Kubernetes — portal and automation features

Beyond downloading kubeconfig, Loopback exposes read and operational Kubernetes features through the project/workspace scope. These use server-side kubeconfig material and enforce RBAC before touching the cluster.


Version information

  • Current version — resolved Kubernetes version record for the workspace.
  • Available upgrades — versions that are active in the catalog and allowed by the version’s upgrade graph from your current semver.
  • Trigger upgrade — asynchronous job; returns accepted while coordinators upgrade control plane and workers.

Details: Lifecycle & upgrades.


Kubeconfig and OIDC

  • Admin kubeconfig — full super-admin file (sensitive permission).
  • OIDC kubeconfig — uses kubectl oidc-login with workspace-scoped client id and client secret; integrates with platform-configured OIDC issuer.

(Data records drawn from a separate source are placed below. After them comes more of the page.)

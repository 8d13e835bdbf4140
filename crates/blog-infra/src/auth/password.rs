//! Argon2 password hashing implementation.

use argon2::{
    Argon2,
    password_hash::{PasswordHash, PasswordHasher, PasswordVerifier, SaltString, rand_core::OsRng},
};

use blog_core::ports::{AuthError, PasswordService};

/// Argon2-based password service.
pub struct Argon2PasswordService {
    argon2: Argon2<'static>,
    /// Hash verified against when a login names an unknown email, so both
    /// failure paths cost one Argon2 verification.
    decoy_hash: String,
}

impl Argon2PasswordService {
    pub fn new() -> Self {
        let argon2 = Argon2::default();
        let salt = SaltString::generate(&mut OsRng);
        let decoy_hash = argon2
            .hash_password(b"decoy-password", &salt)
            .map(|h| h.to_string())
            .unwrap_or_default();

        Self { argon2, decoy_hash }
    }
}

impl Default for Argon2PasswordService {
    fn default() -> Self {
        Self::new()
    }
}

impl PasswordService for Argon2PasswordService {
    fn hash(&self, password: &str) -> Result<String, AuthError> {
        let salt = SaltString::generate(&mut OsRng);

        self.argon2
            .hash_password(password.as_bytes(), &salt)
            .map(|h| h.to_string())
            .map_err(|e| AuthError::HashingError(e.to_string()))
    }

    fn verify(&self, password: &str, hash: &str) -> Result<bool, AuthError> {
        let parsed_hash =
            PasswordHash::new(hash).map_err(|e| AuthError::HashingError(e.to_string()))?;

        Ok(self
            .argon2
            .verify_password(password.as_bytes(), &parsed_hash)
            .is_ok())
    }

    fn verify_decoy(&self, password: &str) {
        let _ = self.verify(password, &self.decoy_hash);
    }
}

Details: Access & identity.


Kubernetes API proxy (read-oriented summaries)

The following capabilities query the cluster API with workspace credentials and return summaries (useful for dashboards without giving every user a kubeconfig):

  • Cluster summary — high-level cluster health / capacity snapshot (implementation aggregates API lists).
  • Nodes — node list and status summary.
  • Ingress objects — ingress resources across namespaces (filtered/summarized).
  • LoadBalancer-type services — Kubernetes services of type LoadBalancer (distinct from Loopback LoadBalancer product objects).
  • Helm releases — detected Helm releases (where discoverable via API conventions).
  • Volumes — persistent volume claims / volume summary helpers.

Operational actions

  • Cordon / uncordon node — marks node unschedulable or restores scheduling (by host id linkage).
  • Drain node — evicts workloads subject to Kubernetes drain semantics.

These mutate cluster state — require appropriate workspace.kubernetes family permissions (often update/execute class).


Events and deployments listings

Separate routes expose:

  • Kubernetes events stream or list (for troubleshooting).
  • Kubernetes deployments visible to the portal — helps operators compare what Loopback thinks vs kubectl.

Secrets workflow

If enabled for your role, kubernetes.secrets permission unlocks portal interactions with Kubernetes Secret objects (create from form, rotate, etc.). Treat this as highly sensitive — equivalent to reading application credentials.


Integration with catalog apps

Kubernetes applications install into namespaces like loopback-<app>. Portal Kubernetes views show aggregated state but do not replace kubectl describe for deep debugging.

See Kubernetes applications.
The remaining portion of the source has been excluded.